Appena ci siamo riuniti é stato sferrato un primo attacco ad un manipolo di poliziotti che sparava proiettili di gomma all'impazzata; abbiamo cercato poi di raggiungere il centro ma siamo stati respinti dai violenti attacchi di lacrimogeni, idranti, fucili ai gommini. A quel punto la situazione non era più gestibile e si é dato giustamente spazio allo spontaneismo, che é riuscito a tener testa per più di due ore alla sbirraglia disseminando distruzione per le vie della città. Abbiamo visto cassonetti e macchine di lusso incendiate in mezzo alla strada. Una gigantesca mucca di cartone, divelta dall'insegna di un negozio creava un effetto surreale bruciando in mezzo alla via accanto ad una mercedes.
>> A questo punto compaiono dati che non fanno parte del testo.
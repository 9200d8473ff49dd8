use serde::{Deserialize, Serialize};

pub const WIDGET_POSITION_KEY: &str = "llyli-widget-position";

pub const REVEAL_SELECTORS: &str = ".layout, .intro-container, .list-container, .text-container";
pub const REVEAL_ANIMATE_CLASS: &str = "animate-on-scroll";
pub const REVEAL_VISIBLE_CLASS: &str = "is-visible";
pub const REVEAL_ROOT_MARGIN: &str = "0px 0px -50px 0px";
pub const REVEAL_THRESHOLD: f64 = 0.1;

pub const ANCHOR_SELECTOR: &str = "a[href^=\"#\"]";

pub const HEADER_ID: &str = "header";
pub const HEADER_CONTAINER_SELECTOR: &str = ".header-container";
pub const PARALLAX_OPACITY_FALLOFF: f64 = 0.5;
pub const PARALLAX_TRANSLATE_FACTOR: f64 = 0.3;

pub const WIDGET_SELECTOR: &str = ".llyli-widget";
pub const WIDGET_DRAGGING_CLASS: &str = "is-dragging";
pub const DRAG_THRESHOLD_PX: f64 = 5.0;

pub const DARK_CLASS: &str = "dark";

#[derive(Clone, Debug, PartialEq, Serialize, Deserialize)]
#[serde(default)]
pub struct RevealConfig {
    pub selectors: String,
    pub animate_class: String,
    pub visible_class: String,
    pub root_margin: String,
    pub threshold: f64,
}

impl Default for RevealConfig {
    fn default() -> Self {
        Self {
            selectors: REVEAL_SELECTORS.to_string(),
            animate_class: REVEAL_ANIMATE_CLASS.to_string(),
            visible_class: REVEAL_VISIBLE_CLASS.to_string(),
            root_margin: REVEAL_ROOT_MARGIN.to_string(),
            threshold: REVEAL_THRESHOLD,
        }
    }
}

#[derive(Clone, Debug, PartialEq, Serialize, Deserialize)]
#[serde(default)]
pub struct ParallaxConfig {
    pub header_id: String,
    pub container_selector: String,
    pub opacity_falloff: f64,
    pub translate_factor: f64,
}

impl Default for ParallaxConfig {
    fn default() -> Self {
        Self {
            header_id: HEADER_ID.to_string(),
            container_selector: HEADER_CONTAINER_SELECTOR.to_string(),
            opacity_falloff: PARALLAX_OPACITY_FALLOFF,
            translate_factor: PARALLAX_TRANSLATE_FACTOR,
        }
    }
}

#[derive(Clone, Debug, PartialEq, Serialize, Deserialize)]
#[serde(default)]
pub struct WidgetConfig {
    pub selector: String,
    pub dragging_class: String,
    pub storage_key: String,
    pub drag_threshold_px: f64,
}

impl Default for WidgetConfig {
    fn default() -> Self {
        Self {
            selector: WIDGET_SELECTOR.to_string(),
            dragging_class: WIDGET_DRAGGING_CLASS.to_string(),
            storage_key: WIDGET_POSITION_KEY.to_string(),
            drag_threshold_px: DRAG_THRESHOLD_PX,
        }
    }
}

/// Selectors, class names and tuning knobs shared by every component.
///
/// Missing fields fall back to the defaults, so a host page only has to
/// spell out what it overrides.
#[derive(Clone, Debug, PartialEq, Serialize, Deserialize)]
#[serde(default)]
pub struct FxConfig {
    pub reveal: RevealConfig,
    pub anchor_selector: String,
    pub parallax: ParallaxConfig,
    pub widget: WidgetConfig,
    pub dark_class: String,
}

impl Default for FxConfig {
    fn default() -> Self {
        Self {
            reveal: RevealConfig::default(),
            anchor_selector: ANCHOR_SELECTOR.to_string(),
            parallax: ParallaxConfig::default(),
            widget: WidgetConfig::default(),
            dark_class: DARK_CLASS.to_string(),
        }
    }
}

impl FxConfig {
    pub fn from_json(raw: &str) -> Result<Self, serde_json::Error> {
        serde_json::from_str(raw)
    }
}
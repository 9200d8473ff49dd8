use gloo::events::{EventListener, EventListenerOptions, EventListenerPhase};
use wasm_bindgen::JsCast;
use web_sys::{
    Document, Element, Event, ScrollBehavior, ScrollIntoViewOptions, ScrollLogicalPosition,
};

use portfolio_fx_core::{decide, AnchorAction};

use crate::error::{js_err, FxError};

pub(crate) struct AnchorView {
    listeners: Vec<EventListener>,
}

impl AnchorView {
    pub(crate) fn len(&self) -> usize {
        self.listeners.len()
    }
}

pub(crate) fn install(document: &Document, selector: &str) -> Result<AnchorView, FxError> {
    let nodes = document.query_selector_all(selector).map_err(js_err)?;
    let mut listeners = Vec::with_capacity(nodes.length() as usize);
    for index in 0..nodes.length() {
        let Some(anchor) = nodes
            .item(index)
            .and_then(|node| node.dyn_into::<Element>().ok())
        else {
            continue;
        };
        let document = document.clone();
        let link = anchor.clone();
        let listener = EventListener::new_with_options(
            &anchor,
            "click",
            EventListenerOptions {
                phase: EventListenerPhase::Bubble,
                passive: false,
            },
            move |event: &Event| {
                let Some(href) = link.get_attribute("href") else {
                    return;
                };
                on_click(&document, &href, event);
            },
        );
        listeners.push(listener);
    }
    Ok(AnchorView { listeners })
}

fn on_click(document: &Document, href: &str, event: &Event) {
    let mut target = None;
    let action = decide(href, |selector| {
        // An href like "#1st" is not a valid selector; treat it as missing.
        target = document.query_selector(selector).ok().flatten();
        target.is_some()
    });
    if action != AnchorAction::SmoothScroll {
        return;
    }
    let Some(target) = target else {
        return;
    };
    event.prevent_default();
    scroll_to_top(&target);
}

fn scroll_to_top(target: &Element) {
    let options = ScrollIntoViewOptions::new();
    options.set_behavior(ScrollBehavior::Smooth);
    options.set_block(ScrollLogicalPosition::Start);
    target.scroll_into_view_with_scroll_into_view_options(&options);
}
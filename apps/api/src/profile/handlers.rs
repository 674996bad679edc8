use axum::{extract::State, Json};
use serde::Serialize;
use serde_json::Value;
use tracing::info;
use uuid::Uuid;

use crate::auth::store::{find_user_by_id, merge_profile};
use crate::auth::AuthUser;
use crate::errors::AppError;
use crate::extractors::AppJson;
use crate::profile::{build_profile_patch, ProfileUpdate};
use crate::state::AppState;

#[derive(Debug, Serialize)]
pub struct ProfileUser {
    pub id: Uuid,
    pub name: String,
    pub email: String,
    pub role: String,
}

#[derive(Debug, Serialize)]
pub struct ProfileDetailResponse {
    pub profile: Value,
    pub user: ProfileUser,
}

#[derive(Debug, Serialize)]
pub struct ProfileUpdatedResponse {
    pub message: String,
    pub profile: Value,
}

/// GET /api/profile
pub async fn handle_get_profile(
    State(state): State<AppState>,
    auth: AuthUser,
) -> Result<Json<ProfileDetailResponse>, AppError> {
    let user = find_user_by_id(&state.db, auth.id)
        .await?
        .ok_or_else(|| AppError::NotFound("User not found".to_string()))?;

    Ok(Json(ProfileDetailResponse {
        profile: user.profile.0,
        user: ProfileUser {
            id: user.id,
            name: user.name,
            email: user.email,
            role: user.role,
        },
    }))
}

/// PUT /api/profile
///
/// Merges the provided fields into the stored profile.
pub async fn handle_update_profile(
    State(state): State<AppState>,
    auth: AuthUser,
    AppJson(update): AppJson<ProfileUpdate>,
) -> Result<Json<ProfileUpdatedResponse>, AppError> {
    let patch = build_profile_patch(update);

    let user = merge_profile(&state.db, auth.id, &patch)
        .await?
        .ok_or_else(|| AppError::NotFound("User not found".to_string()))?;

    info!("Updated profile for {}", auth.email);

    Ok(Json(ProfileUpdatedResponse {
        message: "Profile updated successfully".to_string(),
        profile: user.profile.0,
    }))
}
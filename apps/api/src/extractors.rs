use axum::extract::FromRequest;

use crate::errors::AppError;

/// `axum::Json` whose rejections (bad syntax, wrong types, missing content
/// type) are answered with the `AppError` JSON body.
#[derive(Debug, FromRequest)]
#[from_request(via(axum::Json), rejection(AppError))]
pub struct AppJson<T>(pub T);
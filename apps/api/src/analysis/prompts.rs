// Résumé analysis LLM prompt templates.

use crate::llm_client::prompts::{truncate_for_prompt, JSON_ONLY_INSTRUCTION};

/// Characters of each document sent to the model.
pub const MAX_DOCUMENT_CHARS: usize = 4000;

const ANALYSIS_INSTRUCTION: &str = "You are an expert resume analyzer. Analyze the following resume against the job description and provide a comprehensive analysis.";

const ANALYSIS_RESPONSE_FORMAT: &str = r#"Please provide a detailed analysis in the following JSON format:
{
  "jobFitScore": <number 0-100>,
  "analysis": "<detailed analysis text explaining how well the resume matches the job description>",
  "recommendations": "<numbered list of specific recommendations to improve the resume>",
  "matchedKeywords": ["keyword1", "keyword2", ...],
  "missingKeywords": ["keyword1", "keyword2", ...],
  "scoreDescription": "<brief description of the score>"
}

Focus on:
1. Skill alignment between resume and job requirements
2. Experience relevance
3. Keyword matching
4. Missing qualifications
5. Specific actionable recommendations

"#;

/// Document text is inserted in a single pass, so braces or placeholder-like
/// text inside a résumé is sent verbatim.
pub fn build_analysis_prompt(resume: &str, job_description: &str) -> String {
    let resume = truncate_for_prompt(resume, MAX_DOCUMENT_CHARS);
    let job_description = truncate_for_prompt(job_description, MAX_DOCUMENT_CHARS);
    format!(
        "{ANALYSIS_INSTRUCTION}\n\nRESUME:\n{resume}\n\nJOB DESCRIPTION:\n{job_description}\n\n{ANALYSIS_RESPONSE_FORMAT}{JSON_ONLY_INSTRUCTION}"
    )
}

#[cfg(test)]
mod tests {
    use super::*;

    #[test]
    fn test_prompt_embeds_both_documents() {
        let prompt = build_analysis_prompt("Rust engineer, 3 years", "Hiring a Go developer");
        assert!(prompt.contains("RESUME:\nRust engineer, 3 years"));
        assert!(prompt.contains("JOB DESCRIPTION:\nHiring a Go developer"));
        assert!(prompt.ends_with(JSON_ONLY_INSTRUCTION));
    }

    #[test]
    fn test_document_text_is_not_re_expanded() {
        let prompt = build_analysis_prompt("My notes {job_description}", "Hiring Go dev");
        assert_eq!(prompt.matches("Hiring Go dev").count(), 1);
        assert!(prompt.contains("RESUME:\nMy notes {job_description}\n"));
    }

    #[test]
    fn test_long_documents_are_truncated() {
        let resume = "r".repeat(MAX_DOCUMENT_CHARS + 50);
        let prompt = build_analysis_prompt(&resume, "jd");
        assert!(prompt.contains("...(truncated)"));
        assert!(!prompt.contains(&"r".repeat(MAX_DOCUMENT_CHARS + 1)));
    }
}
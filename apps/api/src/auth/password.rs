use argon2::{
    password_hash::{rand_core::OsRng, SaltString},
    Argon2, PasswordHash, PasswordHasher, PasswordVerifier,
};

use crate::errors::AppError;

/// Hashes a password into a PHC string. Argon2 is CPU-bound, so this runs on
/// the blocking pool rather than an async worker.
pub async fn hash_password(password: String) -> Result<String, AppError> {
    tokio::task::spawn_blocking(move || hash_password_sync(&password))
        .await
        .map_err(|e| AppError::Internal(anyhow::anyhow!("password hashing task failed: {e}")))?
}

/// Returns `Ok(true)` on match, `Ok(false)` on mismatch, and an error only
/// when the stored hash is unreadable.
pub async fn verify_password(hash: String, password: String) -> Result<bool, AppError> {
    tokio::task::spawn_blocking(move || verify_password_sync(&hash, &password))
        .await
        .map_err(|e| AppError::Internal(anyhow::anyhow!("password verify task failed: {e}")))?
}

fn hash_password_sync(password: &str) -> Result<String, AppError> {
    let salt = SaltString::generate(&mut OsRng);
    Argon2::default()
        .hash_password(password.as_bytes(), &salt)
        .map(|hash| hash.to_string())
        .map_err(|e| AppError::Internal(anyhow::anyhow!("password hash error: {e}")))
}

fn verify_password_sync(hash: &str, password: &str) -> Result<bool, AppError> {
    let parsed = PasswordHash::new(hash)
        .map_err(|e| AppError::Internal(anyhow::anyhow!("stored password hash is invalid: {e}")))?;
    Ok(Argon2::default()
        .verify_password(password.as_bytes(), &parsed)
        .is_ok())
}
È saltato anche un Mc Donald's. Alla stazione le pietre di un'intera massicciata sono finite contro i poliziotti asserragliati nella sala d'aspetto. Quando siamo andati verso i pullman per tornare al sud, il nostro percorso era costellato da grandi e piccoli incendi. Siamo arrivati agli automezzi grazie ad un misto di fortuna ed intuizione.

Più tardi, quando noi eravamo ormai in viaggio verso Lugano la repressione si è abbattuta su chi era rimasto a Zurigo.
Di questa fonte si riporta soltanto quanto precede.